ダークモードではベーステキストを text-slate-300 に落とし、背景の slate-900 に対してコントラスト比を確保しました。

アクセント色はライトモードと同じインディゴのままにすることで、モードを切り替えてもブランド感が保たれています。

色数をインディゴとグレーの2系統に絞ることで、プロ仕様の落ち着いた見た目になりました。

4. カレンダーと記事一覧の統合

さらに、カレンダーと記事一覧を一つのページに統合しました。

「過去の記事を探す」という目的は同じなのですから、別々に分ける必要はありませんでした。

具体的には以下の変更を行いました。

  1. src/pages/calendar.astrosrc/pages/blog/index.astro に移動
  2. /blog の単純な記事一覧ページを削除
  3. メニューの「カレンダー」→「機能一覧」→「記事一覧」と段階的に名称変更
  4. 旧URL /calendar から /blog への301リダイレクトを設定
# public/_redirects
/calendar /blog 301

これにより、UXの整理と同時に、既存のリンクやSEO価値の集約も実現できました。

技術的な余談

今回の変更は、Astroコンポーネントの <style> ブロック内に直接HEXコードを書く形で行いました。
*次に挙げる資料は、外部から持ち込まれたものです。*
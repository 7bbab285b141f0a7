//! Serial port transport for module communication.
//!
//! This module provides [`SerialTransport`], which implements the
//! [`Transport`] trait for the UART link to an RYLR module. The modules ship
//! at 115 200 baud, 8 data bits, 1 stop bit, no parity, no flow control;
//! only the baud rate is worth overriding (and then only after an `AT+IPR`
//! change has been committed on the module side).
//!
//! # Example
//!
//! ```no_run
//! use rylr_transport::SerialTransport;
//! use rylr_core::transport::Transport;
//! use std::time::Duration;
//!
//! # async fn example() -> rylr_core::Result<()> {
//! let mut transport = SerialTransport::open("/dev/ttyUSB0", 115_200).await?;
//!
//! transport.send(b"AT+ADDRESS?\r\n").await?;
//!
//! let mut buf = [0u8; 256];
//! let n = transport.receive(&mut buf, Duration::from_secs(1)).await?;
//! # Ok(())
//! # }
//! ```

use async_trait::async_trait;
use std::time::Duration;
use tokio::io::{AsyncReadExt, AsyncWriteExt};
use tokio_serial::{SerialPortBuilderExt, SerialStream};

use rylr_core::error::{Error, Result};
use rylr_core::transport::Transport;

/// Serial port transport for the UART link to the module.
pub struct SerialTransport {
    /// The underlying serial port stream.
    port: Option<SerialStream>,
    /// Port name for logging/debugging.
    port_name: String,
}

impl SerialTransport {
    /// Open a serial port with the given baud rate and 8N1 framing.
    ///
    /// # Arguments
    ///
    /// * `port` - Serial port path (e.g., "/dev/ttyUSB0" on Linux, "COM3" on Windows)
    /// * `baud_rate` - Baud rate (115 200 for a factory-fresh module)
    pub async fn open(port: &str, baud_rate: u32) -> Result<Self> {
        tracing::debug!(port = %port, baud_rate, "Opening serial port");

        let serial_stream = tokio_serial::new(port, baud_rate)
            .data_bits(tokio_serial::DataBits::Eight)
            .stop_bits(tokio_serial::StopBits::One)
            .parity(tokio_serial::Parity::None)
            .flow_control(tokio_serial::FlowControl::None)
            .open_native_async()
            .map_err(|e| {
                tracing::error!(port = %port, error = %e, "Failed to open serial port");
                Error::Transport(format!("Failed to open serial port {}: {}", port, e))
            })?;

        tracing::info!(port = %port, baud_rate, "Serial port opened");

        Ok(Self {
            port: Some(serial_stream),
            port_name: port.to_string(),
        })
    }

    /// Get the name of the serial port.
    pub fn port_name(&self) -> &str {
        &self.port_name
    }
}

#[async_trait]
impl Transport for SerialTransport {
    async fn send(&mut self, data: &[u8]) -> Result<()> {
        let port = self.port.as_mut().ok_or(Error::NotConnected)?;

        tracing::trace!(port = %self.port_name, bytes = data.len(), data = ?data, "Sending data");

        port.write_all(data).await.map_err(|e| {
            tracing::error!(port = %self.port_name, error = %e, "Failed to send data");
            if e.kind() == std::io::ErrorKind::BrokenPipe
                || e.kind() == std::io::ErrorKind::NotConnected
            {
                Error::ConnectionLost
            } else {
                Error::Io(e)
            }
        })?;

        // Flush so the command hits the wire immediately.
        port.flush().await.map_err(Error::Io)?;

        Ok(())
    }

    async fn receive(&mut self, buf: &mut [u8], timeout: Duration) -> Result<usize> {
        let port = self.port.as_mut().ok_or(Error::NotConnected)?;

        match tokio::time::timeout(timeout, port.read(buf)).await {
            Ok(Ok(n)) => {
                tracing::trace!(port = %self.port_name, bytes = n, data = ?&buf[..n], "Received data");
                Ok(n)
            }
            Ok(Err(e)) => {
                tracing::error!(port = %self.port_name, error = %e, "Failed to receive data");
                if e.kind() == std::io::ErrorKind::BrokenPipe
                    || e.kind() == std::io::ErrorKind::NotConnected
                {
                    Err(Error::ConnectionLost)
                } else {
                    Err(Error::Io(e))
                }
            }
            Err(_) => Err(Error::Timeout),
        }
    }

    async fn close(&mut self) -> Result<()> {
        if let Some(mut port) = self.port.take() {
            tracing::debug!(port = %self.port_name, "Closing serial port");
            if let Err(e) = port.flush().await {
                tracing::warn!(port = %self.port_name, error = %e, "Failed to flush before closing");
            }
        }
        Ok(())
    }

    fn is_connected(&self) -> bool {
        self.port.is_some()
    }
}
//! rylr-test-harness: Test utilities and mock transports for the rylr driver.
//!
//! This crate provides [`MockTransport`] for deterministic unit testing of
//! the protocol engine without real module hardware, and
//! [`UnsolicitedInjector`] for pushing `+RCV=` announcements into a running
//! driver mid-test.

pub mod mock_serial;

pub use mock_serial::{MockTransport, UnsolicitedInjector};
Tailwindのクラス名だけでは、動的に生成されるカレンダーセルに対して正確な色を当てにくかったからです。

:global() でグローバルに、scoped styleでコンポーネント単位に、使い分けることでスタイルの影響範囲も整理できました。

また、Cloudflare Pagesの _redirects を使ったリダイレクト設定は、静的サイトでもURLの移行をスムーズにしてくれるので、今後の再編にも活用していきたいと思います。

UIは「足す」より「引く」

今回の改善を通して、デザインにおいて重要なのは「いかに情報を加えるか」ではなく「いかに捨てるか」だと改めて実感しました。

祝日を捨て、枠線を捨て、多すぎる色を捨てたことで、ようやく「いつ書いたか」という情報が主役になれました。

見た目はようやく納得できるプロ仕様になりましたが、肝心の記事の中身はまだまだこれからです。

このカレンダーに、もっとたくさんのインディゴの丸を増やしていけるよう、これからも書き続けていきたいと思います。

次は、タグや検索機能ともっとうまく連携させたいですね。またリファクタリングが進んだら報告します。